● **Exercise directions**
Look below for the line containing "let app_config = AppConfig::from_env();"; from there, print each line exactly up to and including the line containing "if let Err(e)", and stop.

Start of Raw data

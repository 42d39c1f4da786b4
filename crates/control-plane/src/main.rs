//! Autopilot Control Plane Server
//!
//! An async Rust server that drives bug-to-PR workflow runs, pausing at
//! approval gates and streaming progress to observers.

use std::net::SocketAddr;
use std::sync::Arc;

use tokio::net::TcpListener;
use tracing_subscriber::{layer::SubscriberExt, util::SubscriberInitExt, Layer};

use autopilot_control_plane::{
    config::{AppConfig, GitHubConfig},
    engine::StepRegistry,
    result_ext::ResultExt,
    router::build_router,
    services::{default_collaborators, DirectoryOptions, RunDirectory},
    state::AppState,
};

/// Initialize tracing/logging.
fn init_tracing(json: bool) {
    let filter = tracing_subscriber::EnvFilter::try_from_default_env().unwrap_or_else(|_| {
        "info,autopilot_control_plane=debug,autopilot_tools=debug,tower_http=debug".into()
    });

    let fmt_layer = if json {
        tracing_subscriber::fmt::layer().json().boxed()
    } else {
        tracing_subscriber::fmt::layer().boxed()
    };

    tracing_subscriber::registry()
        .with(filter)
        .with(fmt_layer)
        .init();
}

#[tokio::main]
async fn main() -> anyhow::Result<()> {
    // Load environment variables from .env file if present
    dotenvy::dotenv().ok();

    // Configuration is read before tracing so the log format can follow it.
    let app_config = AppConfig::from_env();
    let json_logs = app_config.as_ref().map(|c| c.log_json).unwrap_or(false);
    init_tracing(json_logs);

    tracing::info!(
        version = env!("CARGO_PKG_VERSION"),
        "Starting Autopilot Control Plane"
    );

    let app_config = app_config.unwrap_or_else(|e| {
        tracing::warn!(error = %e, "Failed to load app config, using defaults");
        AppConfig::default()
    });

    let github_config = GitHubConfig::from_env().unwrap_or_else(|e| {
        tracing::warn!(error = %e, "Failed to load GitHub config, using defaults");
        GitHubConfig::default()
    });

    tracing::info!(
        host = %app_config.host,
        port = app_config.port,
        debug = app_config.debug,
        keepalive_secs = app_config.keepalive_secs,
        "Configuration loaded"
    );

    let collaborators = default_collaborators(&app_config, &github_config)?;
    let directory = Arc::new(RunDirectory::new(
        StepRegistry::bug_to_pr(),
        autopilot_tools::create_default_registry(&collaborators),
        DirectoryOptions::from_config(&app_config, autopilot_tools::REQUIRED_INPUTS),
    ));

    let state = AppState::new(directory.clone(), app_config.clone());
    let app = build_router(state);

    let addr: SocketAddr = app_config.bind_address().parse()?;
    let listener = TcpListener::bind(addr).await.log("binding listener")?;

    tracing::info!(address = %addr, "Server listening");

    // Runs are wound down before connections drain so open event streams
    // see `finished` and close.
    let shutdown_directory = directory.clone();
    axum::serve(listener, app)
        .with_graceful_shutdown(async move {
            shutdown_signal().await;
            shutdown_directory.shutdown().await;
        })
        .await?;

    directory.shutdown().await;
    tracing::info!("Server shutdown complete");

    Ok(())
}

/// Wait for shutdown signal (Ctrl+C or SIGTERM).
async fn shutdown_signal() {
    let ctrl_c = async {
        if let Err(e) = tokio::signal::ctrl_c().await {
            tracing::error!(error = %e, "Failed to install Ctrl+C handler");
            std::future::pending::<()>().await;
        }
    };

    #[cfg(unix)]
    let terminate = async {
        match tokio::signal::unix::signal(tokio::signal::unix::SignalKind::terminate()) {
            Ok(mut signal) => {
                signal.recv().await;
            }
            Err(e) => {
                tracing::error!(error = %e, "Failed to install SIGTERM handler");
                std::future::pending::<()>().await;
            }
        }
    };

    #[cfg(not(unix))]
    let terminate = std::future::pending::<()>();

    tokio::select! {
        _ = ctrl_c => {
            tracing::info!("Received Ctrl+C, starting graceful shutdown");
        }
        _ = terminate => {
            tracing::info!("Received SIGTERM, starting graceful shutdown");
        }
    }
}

End of Raw data

● **Written reply**
    let app_config = AppConfig::from_env();
    let json_logs = app_config.as_ref().map(|c| c.log_json).unwrap_or(false);
    init_tracing(json_logs);

    tracing::info!(
        version = env!("CARGO_PKG_VERSION"),
        "Starting Autopilot Control Plane"
    );

    let app_config = app_config.unwrap_or_else(|e| {
        tracing::warn!(error = %e, "Failed to load app config, using defaults");
        AppConfig::default()
    });

    let github_config = GitHubConfig::from_env().unwrap_or_else(|e| {
        tracing::warn!(error = %e, "Failed to load GitHub config, using defaults");
        GitHubConfig::default()
    });

    tracing::info!(
        host = %app_config.host,
        port = app_config.port,
        debug = app_config.debug,
        keepalive_secs = app_config.keepalive_secs,
        "Configuration loaded"
    );

    let collaborators = default_collaborators(&app_config, &github_config)?;
    let directory = Arc::new(RunDirectory::new(
        StepRegistry::bug_to_pr(),
        autopilot_tools::create_default_registry(&collaborators),
        DirectoryOptions::from_config(&app_config, autopilot_tools::REQUIRED_INPUTS),
    ));

    let state = AppState::new(directory.clone(), app_config.clone());
    let app = build_router(state);

    let addr: SocketAddr = app_config.bind_address().parse()?;
    let listener = TcpListener::bind(addr).await.log("binding listener")?;

    tracing::info!(address = %addr, "Server listening");

    // Runs are wound down before connections drain so open event streams
    // see `finished` and close.
    let shutdown_directory = directory.clone();
    axum::serve(listener, app)
        .with_graceful_shutdown(async move {
            shutdown_signal().await;
            shutdown_directory.shutdown().await;
        })
        .await?;

    directory.shutdown().await;
    tracing::info!("Server shutdown complete");

    Ok(())
}

/// Wait for shutdown signal (Ctrl+C or SIGTERM).
async fn shutdown_signal() {
    let ctrl_c = async {
        if let Err(e) = tokio::signal::ctrl_c().await {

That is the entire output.